Da più parti si vorrebbe che lo Stato concedesse via libera alla vendita controllato di hashish e marijuana. Da parte nostra è scontato affermare disapprovazione verso un tale atteggiamento. Per i valori in cui crediamo, per il concetto stesso di dignità della persona… resta fermo il principio che drogarsi è nocivo e illecito.
Ma per non essere accusati di superficialità, vogliamo analizzare tutti i risvolti della questione per dare risposte precise a chi è favorevole alla legalizzazione.
La questione va affrontata tenendo conto di diversi aspetti:

1. ASPETTO MEDICO
La posizione dei “legalizzatori”: Gli effetti negativi della sostanza sul corpo non sono accertati e non portano dipendenza fisica.
Obiezione:
Anche se diversi specialisti dichiarano apertamente che tutte le droghe danno una dipendenza fisica, oltre che psichica, e provocano danni sul corpo umano, non tutti sono concordi con queste conclusioni. Non avendo delle direttive univoche da parte dei competenti, possiamo solo constatare che il dibattito sul potenziale tossicologico e tossicomanigeno della cannabis rimane aperto, come si avince dagli “Atti della seconda conferenza nazionale sulla droga (2). Nonostante ciò, ci permettiamo di fare un’osservazione. Se è vero che non si è certi che le sostanze leggere danneggino il corpo è altrettanto vero che non si può dire che esse siano innocue. Allora la domando è questa: Come potrebbe un medico consigliare al suo paziente una medicina se non ne conosce gli effetti? Con quale coscienza sommistrerebbe quella sostanza senza sapere se essa è efficace per la cura o non si riveli un veleno?

2. ASPETTO SOCIALE
a. La posizione dei “legalizzatori”: Il proibizionismo è un incentivo al consumo.
Obiezione
L’esperienza dei paesi antiproibizionisti dovrebbe convincerci dell’esatto contrario. Svizzera ed Olanda che sono su posizioni permissiviste hanno subito un incremento del 15 e del 65% nell’uso del fumo.

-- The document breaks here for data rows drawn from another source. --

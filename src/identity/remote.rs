/// Remote identity roster backed by a users API
use super::{IdentityRecord, IdentityStore, RosterEntry, RosterUser};
use crate::{
    error::{VerifyError, VerifyResult},
    phone::{PhoneKey, PhoneNormalizer},
};
use async_trait::async_trait;
use std::time::Duration;
use tracing::{debug, warn};

/// Remote identity store configuration
#[derive(Debug, Clone)]
pub struct RemoteIdentityStoreConfig {
    /// API root; the roster is read from `{base_url}/users`
    pub base_url: String,
    pub api_key: String,
    pub timeout: Duration,
}

/// Identity store that reads the roster from a remote users API
#[derive(Clone)]
pub struct RemoteIdentityStore {
    http_client: reqwest::Client,
    config: RemoteIdentityStoreConfig,
    normalizer: PhoneNormalizer,
}

impl RemoteIdentityStore {
    pub fn new(config: RemoteIdentityStoreConfig, normalizer: PhoneNormalizer) -> VerifyResult<Self> {
        let http_client = reqwest::Client::builder()
            .timeout(config.timeout)
            .build()
            .map_err(|e| VerifyError::Internal(format!("Failed to create HTTP client: {}", e)))?;

        Ok(Self {
            http_client,
            config,
            normalizer,
        })
    }

    async fn fetch_roster(&self) -> VerifyResult<Vec<RosterUser>> {
        let url = format!("{}/users", self.config.base_url.trim_end_matches('/'));
        debug!("Fetching identity roster from {}", url);

        let response = self
            .http_client
            .get(&url)
            .bearer_auth(&self.config.api_key)
            .send()
            .await
            .map_err(|e| VerifyError::IdentityStore(format!("Could not connect to users API: {}", e)))?;

        if !response.status().is_success() {
            return Err(VerifyError::IdentityStore(format!(
                "Users API returned error: {}",
                response.status()
            )));
        }

        response
            .json()
            .await
            .map_err(|e| VerifyError::IdentityStore(format!("Invalid users API response: {}", e)))
    }
}

#[async_trait]
impl IdentityStore for RemoteIdentityStore {
    async fn lookup(&self, key: &PhoneKey) -> VerifyResult<IdentityRecord> {
        self.list_all()
            .await?
            .iter()
            .filter_map(RosterEntry::record)
            .find(|r| &r.phone == key)
            .cloned()
            .ok_or_else(|| VerifyError::UnknownIdentity(key.to_string()))
    }

    async fn list_all(&self) -> VerifyResult<Vec<RosterEntry>> {
        let users = self.fetch_roster().await?;
        let mut entries: Vec<RosterEntry> = Vec::with_capacity(users.len());

        for user in users {
            let phone = match self.normalizer.normalize(&user.phone_number) {
                Ok(phone) => phone,
                Err(e) => {
                    warn!("Roster entry has unusable phone number: {}", e);
                    entries.push(RosterEntry::Invalid {
                        raw_phone: user.phone_number,
                        claimed_name: user.name,
                        reason: e.to_string(),
                    });
                    continue;
                }
            };

            // One entry per key; a later duplicate replaces the earlier name in place
            let existing = entries.iter_mut().find_map(|entry| match entry {
                RosterEntry::Valid(record) if record.phone == phone => Some(record),
                _ => None,
            });
            match existing {
                Some(record) => record.claimed_name = user.name,
                None => entries.push(RosterEntry::Valid(IdentityRecord {
                    phone,
                    claimed_name: user.name,
                })),
            }
        }

        Ok(entries)
    }

    fn kind(&self) -> &'static str {
        "remote"
    }
}

#[cfg(test)]
mod tests {
    use super::*;
    use axum::{http::HeaderMap, http::StatusCode, routing::get, Json, Router};
    use serde_json::json;

    async fn users(headers: HeaderMap) -> Result<Json<serde_json::Value>, StatusCode> {
        let authorized = headers
            .get("authorization")
            .and_then(|h| h.to_str().ok())
            == Some("Bearer test-key");
        if !authorized {
            return Err(StatusCode::UNAUTHORIZED);
        }

        Ok(Json(json!([
            { "phone_number": "+1 (555) 123-4567", "name": "John Doe" },
            { "phone_number": "garbage", "name": "Nobody" },
            { "phone_number": "5557654321", "name": "Jane Smith" }
        ])))
    }

    async fn spawn_users_api() -> String {
        let app = Router::new().route("/api/users", get(users));
        let listener = tokio::net::TcpListener::bind("127.0.0.1:0").await.unwrap();
        let addr = listener.local_addr().unwrap();
        tokio::spawn(async move {
            axum::serve(listener, app).await.unwrap();
        });
        format!("http://{}/api", addr)
    }

    fn store(base_url: String, api_key: &str) -> RemoteIdentityStore {
        RemoteIdentityStore::new(
            RemoteIdentityStoreConfig {
                base_url,
                api_key: api_key.to_string(),
                timeout: Duration::from_secs(5),
            },
            PhoneNormalizer::default(),
        )
        .unwrap()
    }

    #[tokio::test]
    async fn test_list_all_normalizes_and_keeps_invalid_rows() {
        let store = store(spawn_users_api().await, "test-key");

        let entries = store.list_all().await.unwrap();
        assert_eq!(entries.len(), 3);
        assert_eq!(entries[0].record().unwrap().phone.as_str(), "+15551234567");

        match &entries[1] {
            RosterEntry::Invalid {
                raw_phone,
                claimed_name,
                reason,
            } => {
                assert_eq!(raw_phone, "garbage");
                assert_eq!(claimed_name, "Nobody");
                assert!(reason.contains("Invalid phone number"));
            }
            other => panic!("expected invalid row, got {:?}", other),
        }

        assert_eq!(entries[2].record().unwrap().phone.as_str(), "+15557654321");
        assert_eq!(entries[2].claimed_name(), "Jane Smith");
    }

    #[tokio::test]
    async fn test_lookup() {
        let store = store(spawn_users_api().await, "test-key");
        let normalizer = PhoneNormalizer::default();

        let record = store
            .lookup(&normalizer.normalize("555 123 4567").unwrap())
            .await
            .unwrap();
        assert_eq!(record.claimed_name, "John Doe");

        let missing = store.lookup(&normalizer.normalize("5550000000").unwrap()).await;
        assert!(matches!(missing, Err(VerifyError::UnknownIdentity(_))));
    }

    #[tokio::test]
    async fn test_rejected_key_is_store_error() {
        let store = store(spawn_users_api().await, "wrong-key");
        assert!(matches!(
            store.list_all().await,
            Err(VerifyError::IdentityStore(_))
        ));
    }
}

b. La posizione dei “legalizzatori”: La vendita libera degli spinelli impedirebbe il contatto tra i consumatori e gli spacciatori.
Obiezione
Anche in questo caso, avvalendoci dell’esperienza olandese, che attua la vendita di cannabis attraverso di locali autorizzati, si può dimostrare l’inesattezza di certe affermazioni. Infatti, il ministro della Giustizia olandese, in riferimento ai coffee-shop, ammette che con gli anni: “questo commercio ha finito con l’attrarre spacciatori professionisti, il cui solo fine è di guadagnare il più possibile”. Numerosi coffee-shop sono stati chiusi perché, vi si vendevano “droghe pesanti” sottobanco. Il governo olandese ha ridotto le quantità di cannabinoidi, che i coffee-shop possono vendere legalmente, da 30 a 5 grammi. Dunque, dove si è attuata una certa forma di legalizzazione non solo non si prosegue su questa strada, ma si stanno rivedendo anche le proprie posizioni.

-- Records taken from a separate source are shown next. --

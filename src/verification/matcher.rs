/// Name comparison
use super::VerificationStatus;

/// Exact-match name comparator
///
/// Names are compared after case folding, punctuation removal and
/// whitespace collapsing. There is no partial or fuzzy matching: "John" vs
/// "John Doe" is a mismatch.
#[derive(Debug, Clone, Copy, Default)]
pub struct MatchEngine;

impl MatchEngine {
    pub fn new() -> Self {
        Self
    }

    pub fn compare(&self, claimed_name: &str, resolved_name: &str) -> VerificationStatus {
        let resolved = normalize_name(resolved_name);
        if resolved.is_empty() {
            return VerificationStatus::Unresolvable;
        }

        if normalize_name(claimed_name) == resolved {
            VerificationStatus::Verified
        } else {
            VerificationStatus::Mismatch
        }
    }
}

/// Lowercase, strip punctuation, collapse whitespace
pub fn normalize_name(name: &str) -> String {
    let cleaned: String = name
        .chars()
        .filter(|c| c.is_alphanumeric() || c.is_whitespace())
        .flat_map(char::to_lowercase)
        .collect();

    cleaned.split_whitespace().collect::<Vec<_>>().join(" ")
}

c. La posizione dei “legalizzatori”: Il mercato illegale sarebbe eliminato.
Obiezione
Per quanto riguarda l’idea diffusa che la legalizzazione eliminerebbe il mercato nero, crediamo che possa bastare l’esperienza avuta in un altro settore. In Italia siamo testimoni, nonostante il fenomeno del tabagismo sia sotto il controllo dello Stato, il quale ne ha il monopolio, che il mercato nero non è stato eliminato. Le sigarette non sono forse in libero commercio in tutti i tabacchini? Eppure da tanti porti, ad ogni angolo di strada, ad ogni semaforo c’è un “punto vendita” con relativo “gestore”.

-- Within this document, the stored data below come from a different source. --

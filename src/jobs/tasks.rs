/// Background task implementations
use crate::{context::AppContext, error::VerifyResult, metrics};

/// Delete expired cache rows and refresh the cache size gauge
pub async fn purge_expired_cache(ctx: &AppContext) -> VerifyResult<u64> {
    let cache = ctx.orchestrator.cache();
    let removed = cache.purge_expired().await?;

    metrics::CACHE_SIZE.set(cache.entry_count().await?);
    metrics::UPTIME_SECONDS.set(ctx.uptime_seconds());

    Ok(removed)
}

#[cfg(test)]
mod tests {
    use super::*;
    use crate::{
        config::test_config, db, identity::MockIdentityStore, phone::PhoneNormalizer,
        verification::orchestrator::tests::StaticProvider,
    };
    use chrono::{Duration, Utc};
    use std::sync::Arc;

    #[tokio::test]
    async fn test_purge_expired_cache() {
        let pool = db::create_memory_pool().await.unwrap();
        db::run_migrations(&pool).await.unwrap();
        let normalizer = PhoneNormalizer::default();
        let store = MockIdentityStore::with_default_roster(&normalizer).unwrap();
        let ctx = AppContext::from_parts(
            test_config(),
            pool,
            Arc::new(StaticProvider::new(&[])),
            Arc::new(store),
        );

        let cache = ctx.orchestrator.cache();
        let old = normalizer.normalize("+15551234567").unwrap();
        let new = normalizer.normalize("+15557654321").unwrap();
        cache.put(&old, "John Doe", Utc::now() - Duration::days(2)).await.unwrap();
        cache.put(&new, "Jane Smith", Utc::now()).await.unwrap();

        assert_eq!(purge_expired_cache(&ctx).await.unwrap(), 1);
        assert_eq!(cache.entry_count().await.unwrap(), 1);
        assert_eq!(metrics::CACHE_SIZE.get(), 1);
    }
}
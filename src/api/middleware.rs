/// Request instrumentation middleware
use crate::metrics;
use axum::{
    extract::{MatchedPath, Request},
    middleware::Next,
    response::Response,
};
use std::time::Instant;

/// Record request count and latency per route
pub async fn track_http_metrics(request: Request, next: Next) -> Response {
    let start = Instant::now();
    let method = request.method().to_string();
    // Route template keeps label cardinality bounded
    let path = request
        .extensions()
        .get::<MatchedPath>()
        .map(|p| p.as_str().to_string())
        .unwrap_or_else(|| "unmatched".to_string());

    let response = next.run(request).await;

    metrics::record_http_request(
        &method,
        &path,
        response.status().as_u16(),
        start.elapsed().as_secs_f64(),
    );

    response
}
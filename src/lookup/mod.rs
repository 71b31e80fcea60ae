/// Caller name lookup cache
///
/// Durable, TTL-checked mapping from phone key to the caller name the
/// provider last returned, with per-key fetch coalescing.
pub mod cache;

pub use cache::LookupCache;

use crate::phone::PhoneKey;
use chrono::{DateTime, Utc};
use serde::Serialize;

/// Cached caller name entry
#[derive(Debug, Clone, PartialEq, Eq, Serialize)]
#[serde(rename_all = "camelCase")]
pub struct CacheEntry {
    pub key: PhoneKey,
    pub resolved_name: String,
    pub fetched_at: DateTime<Utc>,
}

impl CacheEntry {
    /// Entry is live when its age does not exceed `ttl`
    pub fn is_fresh(&self, now: DateTime<Utc>, ttl: chrono::Duration) -> bool {
        now - self.fetched_at <= ttl
    }
}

d. La posizione dei “legalizzatori”: Non è vero che lo spinello sia la porta d’ingresso per il consumo di droghe pesanti.
Obiezione.
Per molti, invece, lo spinello è solo una fase di passaggio che conduce al consumo di droghe pesanti. È vero che non tutti quelli che fumano marijuana arrivano poi all’eroina, ma è altrettanto vero che la maggior parte dei tossicodipendenti hanno cominciato proprio con lo spinello. Una statistica operante su un gruppo di 1510 giovani ha rilevato che su 1128 soggetti, che non hanno mai usato marijuana, solo uno ha usato eroina; mentre sui restanti 382 che hanno fatto uso di marijuana, 147 usano anche eroina. Ma non è tutto. Dalla statistica, infatti, emerge che esiste una percentuale più elevata di eroinomani tra coloro che hanno fatto un uso più frequente di marijuana (3). Questi dati dimostrano che più si “fuma” più si rischia di usare eroina. Inoltre uno studio americano riporta: “Il numero dei consumatori di eroina in una popolazione di consumatori di marijuana cresce con il crescere della frequenza dell’uso di quest’ultima: più si fuma più si rischia di usare eroina”. Tra i consumatori di cannabis, 1 su 3 prova l’eroina.

3. ASPETTO PSICOLOGICO
a. La posizione dei “legalizzatori”: La motivazione che spinge il giovane a fumare spinelli è: “perché piace”.
Obiezione
Lo spinello non si fuma per il gusto o per il sapore, ma solo per andare “fuori di testa” e lo “sballo” non è solo un piacere, una moda, una simpatica trasgressione; per molti è la necessità di fuggire dal contesto in cui si vive. Tramite le “droghe leggere”, i giovani imparano a sottrarsi alle responsabilità.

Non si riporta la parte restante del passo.